◆ Supplied information
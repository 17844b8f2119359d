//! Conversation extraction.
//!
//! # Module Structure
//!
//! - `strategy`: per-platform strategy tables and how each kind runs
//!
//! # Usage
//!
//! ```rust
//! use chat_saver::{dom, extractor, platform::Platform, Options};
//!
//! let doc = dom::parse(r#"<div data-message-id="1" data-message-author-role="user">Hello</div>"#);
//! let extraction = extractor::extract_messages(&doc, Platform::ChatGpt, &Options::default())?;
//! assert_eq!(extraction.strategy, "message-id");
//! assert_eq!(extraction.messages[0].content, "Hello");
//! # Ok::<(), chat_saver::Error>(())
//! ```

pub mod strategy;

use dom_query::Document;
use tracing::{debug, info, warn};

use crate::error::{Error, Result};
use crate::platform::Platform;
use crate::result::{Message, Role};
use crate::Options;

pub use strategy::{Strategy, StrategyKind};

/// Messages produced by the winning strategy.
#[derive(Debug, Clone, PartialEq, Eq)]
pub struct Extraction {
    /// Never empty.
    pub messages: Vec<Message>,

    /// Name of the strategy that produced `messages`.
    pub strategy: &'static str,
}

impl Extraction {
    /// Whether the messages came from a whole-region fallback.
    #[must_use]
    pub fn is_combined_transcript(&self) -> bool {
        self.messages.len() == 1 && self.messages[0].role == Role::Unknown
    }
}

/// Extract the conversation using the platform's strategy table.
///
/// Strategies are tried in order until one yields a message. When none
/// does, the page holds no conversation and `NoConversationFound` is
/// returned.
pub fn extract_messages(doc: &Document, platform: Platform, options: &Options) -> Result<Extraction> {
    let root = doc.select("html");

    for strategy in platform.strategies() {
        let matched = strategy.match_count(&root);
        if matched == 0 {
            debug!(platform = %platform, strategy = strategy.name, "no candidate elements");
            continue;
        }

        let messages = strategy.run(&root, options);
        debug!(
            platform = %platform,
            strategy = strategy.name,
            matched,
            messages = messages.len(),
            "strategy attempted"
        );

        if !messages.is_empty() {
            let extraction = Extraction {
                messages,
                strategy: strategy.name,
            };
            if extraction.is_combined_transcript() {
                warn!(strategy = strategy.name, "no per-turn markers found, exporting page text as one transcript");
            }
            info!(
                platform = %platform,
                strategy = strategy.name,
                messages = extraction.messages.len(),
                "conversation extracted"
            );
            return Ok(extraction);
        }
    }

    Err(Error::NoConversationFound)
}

◆ Exercise requirements
Reproduce each record above exactly, keeping every word as it stands.

◆ Exercise result
repository 17844b8f2119359d
//! Conversation extraction.
//!
//! # Module Structure
//!
//! - `strategy`: per-platform strategy tables and how each kind runs
//!
//! # Usage
//!
//! ```rust
//! use chat_saver::{dom, extractor, platform::Platform, Options};
//!
//! let doc = dom::parse(r#"<div data-message-id="1" data-message-author-role="user">Hello</div>"#);
//! let extraction = extractor::extract_messages(&doc, Platform::ChatGpt, &Options::default())?;
//! assert_eq!(extraction.strategy, "message-id");
//! assert_eq!(extraction.messages[0].content, "Hello");
//! # Ok::<(), chat_saver::Error>(())
//! ```

pub mod strategy;

use dom_query::Document;
use tracing::{debug, info, warn};

use crate::error::{Error, Result};
use crate::platform::Platform;
use crate::result::{Message, Role};
use crate::Options;

pub use strategy::{Strategy, StrategyKind};

/// Messages produced by the winning strategy.
#[derive(Debug, Clone, PartialEq, Eq)]
pub struct Extraction {
    /// Never empty.
    pub messages: Vec<Message>,

    /// Name of the strategy that produced `messages`.
    pub strategy: &'static str,
}

impl Extraction {
    /// Whether the messages came from a whole-region fallback.
    #[must_use]
    pub fn is_combined_transcript(&self) -> bool {
        self.messages.len() == 1 && self.messages[0].role == Role::Unknown
    }
}

/// Extract the conversation using the platform's strategy table.
///
/// Strategies are tried in order until one yields a message. When none
/// does, the page holds no conversation and `NoConversationFound` is
/// returned.
pub fn extract_messages(doc: &Document, platform: Platform, options: &Options) -> Result<Extraction> {
    let root = doc.select("html");

    for strategy in platform.strategies() {
        let matched = strategy.match_count(&root);
        if matched == 0 {
            debug!(platform = %platform, strategy = strategy.name, "no candidate elements");
            continue;
        }

        let messages = strategy.run(&root, options);
        debug!(
            platform = %platform,
            strategy = strategy.name,
            matched,
            messages = messages.len(),
            "strategy attempted"
        );

        if !messages.is_empty() {
            let extraction = Extraction {
                messages,
                strategy: strategy.name,
            };
            if extraction.is_combined_transcript() {
                warn!(strategy = strategy.name, "no per-turn markers found, exporting page text as one transcript");
            }
            info!(
                platform = %platform,
                strategy = strategy.name,
                messages = extraction.messages.len(),
                "conversation extracted"
            );
            return Ok(extraction);
        }
    }

    Err(Error::NoConversationFound)
}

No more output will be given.